Involvement of cardiac-restricted transcription factors in the regulation of gene expression in he hypertensive heart

Gania Kessler-Icekson
Felsenstein Medical Research Center, Sackler Faculty of Medicine, Tel-Aviv University;
Beilinson Campus, Rabin Medical Center Petach-Tikva
The study aimed at studying the expression profile and binding activity of GATA-4 in hypertensive hearts during disease development and following antihypertensive therapy.

Spontaneously hypertensive rats (SHR) were grown to senescence (24 months) and changes in GATA-4 expression were evaluated in relation to the incease in blood pressure (BP) and heart weight. The major rise in BP occurrs in SHR between months 1-3 and a progressive gain in heart weight takes place throughout life, up to 24 months. GATA-4 mRNA increased with age particularly during the first 9 months suggesting that it may have a role in heart adaptation to increasing hemodynamic load. GATA-4 controls the transcription of many cardiac specific genes including ANP. Expression of both, GATA-4 and ANP was enhanced in SHR parallel to the rise in BP but the increase in expression was not fully coordinated, particularly at ages older than 12 months when a steep rise in ANP mRNA was not accompanied by a similar rise in GATA-4 mRNA (Fig. 1). Gel retardation assays of cardiac extracts assessed GATA-binding activity (function). A marked decline in GATA-activity was found after birth in normotensive as well as hypertensive rats which is, apparently, a developmental event. At any given age, however, SHR extracts manifested higher binding activity than extracts from age-matched normotensives (not shown). To better understand the relationship between GATA-4 and hypertension we treated SHRs with three antihypertensive drugs: a) hydralazine (HZ), a vasoconstrictor. b) captopril (CP), an ACE inhibitor. c) nifedipine (NF), a Ca++ channel antagonist. Treatments were given either at early stage of hypertension, between 3 and 6 months, or at advanced stage of the disease, between 15 and 18 months. In the two age groups, HZ and CP reduced BP to almost normotensive values whereas the effect of NF was marginal. While all three drugs reduced hypertrophy in the young, only CP regressed it in the old (not shown). The expression levels of ANP decreased with all three treatments in the two age groups (Fig 2). Analysis of the same RNA preparations for GATA-4 transcripts showed no reduction in GATA-4 expression in all treated SHR except for a moderate decrease in the NF-treated young rats (Fig 2). Assessment of GATA-binding activity revealed a reduction of GATA activity following all three treatments, although in the young rats the effect was much stronger (Fig. 3).

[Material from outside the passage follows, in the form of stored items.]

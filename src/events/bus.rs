//! Broadcast wrapper over [`SchedulerEvent`], adapted from the corpus's
//! `CrawlEventBus` down to the subset the scheduler needs: publish and
//! subscribe, with lagged/no-subscriber conditions surfaced as typed errors
//! rather than silently dropped.

use tokio::sync::broadcast;

use crate::events::errors::EventBusError;
use crate::events::types::SchedulerEvent;

#[derive(Debug)]
pub struct SchedulerEventBus {
    sender: broadcast::Sender<SchedulerEvent>,
}

impl SchedulerEventBus {
    #[must_use]
    pub fn new(capacity: usize) -> Self {
        let (sender, _) = broadcast::channel(capacity);
        Self { sender }
    }

    pub fn publish(&self, event: SchedulerEvent) -> Result<usize, EventBusError> {
        self.sender
            .send(event)
            .map_err(|_| EventBusError::NoSubscribers)
    }

    #[must_use]
    pub fn subscribe(&self) -> broadcast::Receiver<SchedulerEvent> {
        self.sender.subscribe()
    }
}

impl Default for SchedulerEventBus {
    fn default() -> Self {
        Self::new(256)
    }
}

#[cfg(test)]
mod tests {
    use super::*;

    #[tokio::test]
    async fn publish_without_subscribers_is_reported() {
        let bus = SchedulerEventBus::new(8);
        let err = bus.publish(SchedulerEvent::aborting()).unwrap_err();
        assert!(matches!(err, EventBusError::NoSubscribers));
    }

    #[tokio::test]
    async fn subscriber_receives_published_event() {
        let bus = SchedulerEventBus::new(8);
        let mut rx = bus.subscribe();
        bus.publish(SchedulerEvent::migrating()).unwrap();
        let event = rx.recv().await.unwrap();
        assert!(matches!(event, SchedulerEvent::Migrating { .. }));
    }
}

Taken together, our findings indicate that while the changes in ANP and GATA-4 mRNA are not coordinately regulated in hypertensive heart, modulation of GATA activity may have a role in ANP regulation, particularly its downregulation in antihypertensive treatments. It is suggested that enhancement or attenuation of GATA-dependent transcriptional activity may not be controlled by the availability of GATA mRNA but rather by the compatibility of the transcription complex. The identification of other proteins critical for GATA activation in the hypertensive heart requires additional research.

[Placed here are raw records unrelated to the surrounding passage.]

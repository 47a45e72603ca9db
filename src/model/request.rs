//! The `Request` work item and its associated small value types.

use std::collections::HashMap;

use serde::{Deserialize, Serialize};
use uuid::Uuid;

/// A single work item flowing through the scheduler.
///
/// Headers are case-insensitive on lookup but both the originally supplied
/// casing and the header name used to look them up are preserved, matching
/// how HTTP intermediaries are expected to treat header names.
#[derive(Debug, Clone, Serialize, Deserialize)]
pub struct Request {
    pub id: String,
    pub unique_key: String,
    pub url: String,
    pub loaded_url: Option<String>,
    pub method: String,
    pub headers: HeaderBag,
    pub payload: Option<Vec<u8>>,
    pub user_data: serde_json::Map<String, serde_json::Value>,
    pub retry_count: u32,
    pub max_retries: Option<u32>,
    pub session_rotation_count: u32,
    pub no_retry: bool,
    pub crawl_depth: u32,
    pub enqueue_strategy: Option<EnqueueStrategy>,
    pub skipped_reason: Option<SkippedReason>,
    pub state: RequestState,
    pub error_messages: Vec<String>,
}

impl Request {
    /// Build a fresh, unprocessed `GET` request for `url`.
    ///
    /// `unique_key` defaults to the raw URL, which is the common case; callers
    /// that need custom deduplication (query-param stripping, fragment
    /// normalization) should override it with [`Request::with_unique_key`].
    #[must_use]
    pub fn new(url: impl Into<String>) -> Self {
        let url = url.into();
        Self {
            id: Uuid::new_v4().to_string(),
            unique_key: url.clone(),
            url,
            loaded_url: None,
            method: "GET".to_string(),
            headers: HeaderBag::default(),
            payload: None,
            user_data: serde_json::Map::new(),
            retry_count: 0,
            max_retries: None,
            session_rotation_count: 0,
            no_retry: false,
            crawl_depth: 0,
            enqueue_strategy: None,
            skipped_reason: None,
            state: RequestState::Unprocessed,
            error_messages: Vec::new(),
        }
    }

    #[must_use]
    pub fn with_unique_key(mut self, unique_key: impl Into<String>) -> Self {
        self.unique_key = unique_key.into();
        self
    }

    #[must_use]
    pub fn with_depth(mut self, depth: u32) -> Self {
        self.crawl_depth = depth;
        self
    }

    #[must_use]
    pub fn with_enqueue_strategy(mut self, strategy: EnqueueStrategy) -> Self {
        self.enqueue_strategy = Some(strategy);
        self
    }

    /// `request.maxRetries ?? crawler.maxRequestRetries`, per the invariant in
    /// `SPEC_FULL.md` §3.
    #[must_use]
    pub fn effective_max_retries(&self, crawler_default: u32) -> u32 {
        self.max_retries.unwrap_or(crawler_default)
    }

    /// Forefront flag carried inside `userData`, mirroring
    /// `userData.__crawlee.forefront` from the distilled spec.
    #[must_use]
    pub fn forefront_requested(&self) -> bool {
        self.user_data
            .get("__scheduler")
            .and_then(|v| v.get("forefront"))
            .and_then(serde_json::Value::as_bool)
            .unwrap_or(false)
    }

    pub fn mark_skipped(&mut self, reason: SkippedReason) {
        self.skipped_reason = Some(reason);
        self.no_retry = true;
        self.state = RequestState::Skipped;
    }
}

/// Case-insensitive header bag that preserves the original casing of both
/// the stored name and the name used to query it.
#[derive(Debug, Clone, Default, Serialize, Deserialize)]
pub struct HeaderBag {
    entries: Vec<(String, String)>,
}

impl HeaderBag {
    pub fn insert(&mut self, name: impl Into<String>, value: impl Into<String>) {
        self.entries.push((name.into(), value.into()));
    }

    #[must_use]
    pub fn get(&self, name: &str) -> Option<&str> {
        self.entries
            .iter()
            .find(|(k, _)| k.eq_ignore_ascii_case(name))
            .map(|(_, v)| v.as_str())
    }

    #[must_use]
    pub fn iter(&self) -> impl Iterator<Item = (&str, &str)> {
        self.entries.iter().map(|(k, v)| (k.as_str(), v.as_str()))
    }
}

#[derive(Debug, Clone, Copy, PartialEq, Eq, Serialize, Deserialize)]
pub enum EnqueueStrategy {
    SameHostname,
    SameDomain,
    SameOrigin,
    All,
}

impl EnqueueStrategy {
    /// Whether `loaded_url` still satisfies this strategy relative to the
    /// originally enqueued `url`. Both must parse as absolute URLs; a parse
    /// failure is treated as a mismatch (fails closed).
    #[must_use]
    pub fn satisfied_by(self, original_url: &str, loaded_url: &str) -> bool {
        let (Ok(original), Ok(loaded)) = (
            url::Url::parse(original_url),
            url::Url::parse(loaded_url),
        ) else {
            return false;
        };
        match self {
            EnqueueStrategy::All => true,
            EnqueueStrategy::SameOrigin => original.origin() == loaded.origin(),
            EnqueueStrategy::SameHostname => original.host_str() == loaded.host_str(),
            EnqueueStrategy::SameDomain => {
                registrable_domain(original.host_str()) == registrable_domain(loaded.host_str())
            }
        }
    }
}

/// Crude eTLD+1 approximation: last two dot-separated labels. Adequate for
/// the scheduler's own pacer/strategy comparisons; a full public-suffix
/// lookup is explicitly out of scope (URL filtering is an excluded
/// collaborator per `SPEC_FULL.md` §1).
fn registrable_domain(host: Option<&str>) -> Option<String> {
    let host = host?;
    let mut labels: Vec<&str> = host.split('.').collect();
    if labels.len() > 2 {
        labels = labels[labels.len() - 2..].to_vec();
    }
    Some(labels.join("."))
}

#[derive(Debug, Clone, Copy, PartialEq, Eq, Serialize, Deserialize)]
pub enum SkippedReason {
    RobotsTxt,
    Depth,
    Redirect,
    Limit,
}

impl SkippedReason {
    #[must_use]
    pub fn as_str(self) -> &'static str {
        match self {
            SkippedReason::RobotsTxt => "robotsTxt",
            SkippedReason::Depth => "depth",
            SkippedReason::Redirect => "redirect",
            SkippedReason::Limit => "limit",
        }
    }
}

#[derive(Debug, Clone, Copy, PartialEq, Eq, Serialize, Deserialize)]
pub enum RequestState {
    Unprocessed,
    RequestHandler,
    ErrorHandler,
    Done,
    Error,
    Skipped,
}

#[cfg(test)]
mod tests {
    use super::*;

    #[test]
    fn effective_max_retries_falls_back_to_crawler_default() {
        let req = Request::new("http://a/1");
        assert_eq!(req.effective_max_retries(3), 3);
        let req = Request::new("http://a/1");
        let req = Request {
            max_retries: Some(7),
            ..req
        };
        assert_eq!(req.effective_max_retries(3), 7);
    }

    #[test]
    fn header_lookup_is_case_insensitive() {
        let mut headers = HeaderBag::default();
        headers.insert("Content-Type", "text/html");
        assert_eq!(headers.get("content-type"), Some("text/html"));
        assert_eq!(headers.get("CONTENT-TYPE"), Some("text/html"));
    }

    #[test]
    fn same_hostname_strategy_rejects_cross_host_redirect() {
        assert!(EnqueueStrategy::SameHostname.satisfied_by("http://a.com/1", "http://a.com/2"));
        assert!(!EnqueueStrategy::SameHostname.satisfied_by("http://a.com/1", "http://b.com/2"));
    }

    #[test]
    fn same_domain_strategy_allows_subdomain_redirect() {
        assert!(EnqueueStrategy::SameDomain.satisfied_by("http://a.example.com/1", "http://b.example.com/2"));
        assert!(!EnqueueStrategy::SameDomain.satisfied_by("http://a.example.com/1", "http://other.org/2"));
    }

    #[test]
    fn mark_skipped_sets_terminal_state() {
        let mut req = Request::new("http://a/1");
        req.mark_skipped(SkippedReason::RobotsTxt);
        assert_eq!(req.state, RequestState::Skipped);
        assert!(req.no_retry);
        assert_eq!(req.skipped_reason, Some(SkippedReason::RobotsTxt));
    }
}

Figure 1: Age related changes in BP (left) and expression of GATA-4 and ANP (right) in SHR heart

Figure 2: Effect of treatments on the levels of GATA-4 and ANP mRNA. Upper left, ANP mRNA, 3-to-6 mo. Lower left, ANP mRNA, 15-to-18 mo. Upper right, GATA-4 mRNA, 3-to-6 mo. Lower right, GATA-4 mRNA, 15-to-18 mo. NT, untreated rats, HZ, hydralazine; CP, captopril; NF, nifedipine;

Figure 3: GATA binding activity in hearts of treated SHR. A, Representative gel retardation assays. Extracts from young SHR are on the left and from old SHR, on the right. B, Summary of multiple assays in treated young rats (3-to-6 mo). Symbols as above.